Collected data entries
++++++++++++++++++++
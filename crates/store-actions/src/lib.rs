//! Generated action APIs for JSON state stores.
//!
//! `store-actions` takes a store definition (an ordered list of fields with
//! default values) plus a type tag per field, and generates a uniform set of
//! actions bound to a state container's `get`/`set` pair.
//!
//! # Core Concepts
//!
//! - **TypeTag**: `number`, `string`, `boolean`, `array` or `any`; decides
//!   which actions a field gets
//! - **StoreDefinition**: the field manifest with its `Classification`
//! - **StateBinding**: the `get`/`set` pair supplied by a state container
//! - **AugmentedStore**: the base instance plus one `FieldActions` table per
//!   tagged field
//! - **Store**: a small container that hosts an augmented store
//!
//! # Generated actions
//!
//! | Tag | Actions |
//! |---|---|
//! | every tag | `get<Field>`, `set<Field>` |
//! | `number` | `reset<Field>`, `increment<Field>` |
//! | `boolean` | `toggle<Field>` |
//! | `array` | `<field>HasItem`, `add<Field>`, `remove<Field>` |
//!
//! Untagged fields stay plain data and get nothing.
//!
//! # Quick Start
//!
//! ```
//! use store_actions::{Store, StoreDefinition};
//! use serde_json::json;
//!
//! let store = Store::from_definition(
//!     StoreDefinition::new("BearStore")
//!         .boolean("isDangerous", false)
//!         .number("count", 0)
//!         .array("bears", json!([])),
//! );
//!
//! let actions = store.actions();
//! actions.actions("count").unwrap().increment().unwrap();
//! actions.actions("isDangerous").unwrap().toggle().unwrap();
//! actions.invoke("addBears", Some(json!({"name": "Yogi"}))).unwrap();
//!
//! let state = store.get_state();
//! assert_eq!(state["count"], 1);
//! assert_eq!(state["isDangerous"], true);
//! assert_eq!(state["bears"], json!([{"name": "Yogi"}]));
//! ```
//!
//! # Using a derived shape
//!
//! ```
//! use serde::{Deserialize, Serialize};
//! use store_actions::Store;
//!
//! #[derive(Default, Serialize, Deserialize, Store)]
//! struct BearStore {
//!     #[store(boolean)]
//!     is_dangerous: bool,
//!     #[store(number)]
//!     count: i64,
//!     #[store(array)]
//!     bears: Vec<String>,
//! }
//!
//! # fn main() -> store_actions::StoreResult<()> {
//! let store = Store::from_shape::<BearStore>();
//! let bears = store.typed::<BearStore>();
//! bears.increment_count()?;
//! bears.toggle_is_dangerous()?;
//! bears.add_bears("Yogi".to_string())?;
//! assert!(bears.bears_has_item(&"Yogi".to_string())?);
//! assert_eq!(bears.get_count()?, 1);
//! # Ok(())
//! # }
//! ```

mod action;
mod augment;
mod binding;
mod cell;
mod definition;
mod error;
mod registry;
mod shape;
mod store;
mod tag;

pub use action::{
    Action, ActionDescriptor, ArrayActions, BooleanActions, FieldActions, ItemAction,
    ItemPredicate, NumberActions, ValueGetter, ValueSetter,
};
pub use augment::{augment, initializer, AugmentedStore};
pub use binding::{GetFn, SetFn, StateBinding};
pub use cell::StateCell;
pub use definition::{FieldDescriptor, StoreDefinition};
pub use error::{value_type_name, StoreError, StoreResult};
pub use registry::Classification;
pub use shape::StoreShape;
pub use store::{Listener, Store, SubscriptionId};
pub use tag::{pascal_case, ActionKind, TypeTag};

// Re-export derive macro when feature is enabled
#[cfg(feature = "derive")]
pub use store_actions_derive::Store;

// Re-export serde_json::Value for convenience
pub use serde_json::Value;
++++++++++++++++++++
*Your goal*. Every entry must be retyped in full, exactly as given.

*Answer section*.
filename crates/store-actions/src/lib.rs
//! Generated action APIs for JSON state stores.
//!
//! `store-actions` takes a store definition (an ordered list of fields with
//! default values) plus a type tag per field, and generates a uniform set of
//! actions bound to a state container's `get`/`set` pair.
//!
//! # Core Concepts
//!
//! - **TypeTag**: `number`, `string`, `boolean`, `array` or `any`; decides
//!   which actions a field gets
//! - **StoreDefinition**: the field manifest with its `Classification`
//! - **StateBinding**: the `get`/`set` pair supplied by a state container
//! - **AugmentedStore**: the base instance plus one `FieldActions` table per
//!   tagged field
//! - **Store**: a small container that hosts an augmented store
//!
//! # Generated actions
//!
//! | Tag | Actions |
//! |---|---|
//! | every tag | `get<Field>`, `set<Field>` |
//! | `number` | `reset<Field>`, `increment<Field>` |
//! | `boolean` | `toggle<Field>` |
//! | `array` | `<field>HasItem`, `add<Field>`, `remove<Field>` |
//!
//! Untagged fields stay plain data and get nothing.
//!
//! # Quick Start
//!
//! ```
//! use store_actions::{Store, StoreDefinition};
//! use serde_json::json;
//!
//! let store = Store::from_definition(
//!     StoreDefinition::new("BearStore")
//!         .boolean("isDangerous", false)
//!         .number("count", 0)
//!         .array("bears", json!([])),
//! );
//!
//! let actions = store.actions();
//! actions.actions("count").unwrap().increment().unwrap();
//! actions.actions("isDangerous").unwrap().toggle().unwrap();
//! actions.invoke("addBears", Some(json!({"name": "Yogi"}))).unwrap();
//!
//! let state = store.get_state();
//! assert_eq!(state["count"], 1);
//! assert_eq!(state["isDangerous"], true);
//! assert_eq!(state["bears"], json!([{"name": "Yogi"}]));
//! ```
//!
//! # Using a derived shape
//!
//! ```
//! use serde::{Deserialize, Serialize};
//! use store_actions::Store;
//!
//! #[derive(Default, Serialize, Deserialize, Store)]
//! struct BearStore {
//!     #[store(boolean)]
//!     is_dangerous: bool,
//!     #[store(number)]
//!     count: i64,
//!     #[store(array)]
//!     bears: Vec<String>,
//! }
//!
//! # fn main() -> store_actions::StoreResult<()> {
//! let store = Store::from_shape::<BearStore>();
//! let bears = store.typed::<BearStore>();
//! bears.increment_count()?;
//! bears.toggle_is_dangerous()?;
//! bears.add_bears("Yogi".to_string())?;
//! assert!(bears.bears_has_item(&"Yogi".to_string())?);
//! assert_eq!(bears.get_count()?, 1);
//! # Ok(())
//! # }
//! ```

mod action;
mod augment;
mod binding;
mod cell;
mod definition;
mod error;
mod registry;
mod shape;
mod store;
mod tag;

pub use action::{
    Action, ActionDescriptor, ArrayActions, BooleanActions, FieldActions, ItemAction,
    ItemPredicate, NumberActions, ValueGetter, ValueSetter,
};
pub use augment::{augment, initializer, AugmentedStore};
pub use binding::{GetFn, SetFn, StateBinding};
pub use cell::StateCell;
pub use definition::{FieldDescriptor, StoreDefinition};
pub use error::{value_type_name, StoreError, StoreResult};
pub use registry::Classification;
pub use shape::StoreShape;
pub use store::{Listener, Store, SubscriptionId};
pub use tag::{pascal_case, ActionKind, TypeTag};

// Re-export derive macro when feature is enabled
#[cfg(feature = "derive")]
pub use store_actions_derive::Store;

// Re-export serde_json::Value for convenience
pub use serde_json::Value;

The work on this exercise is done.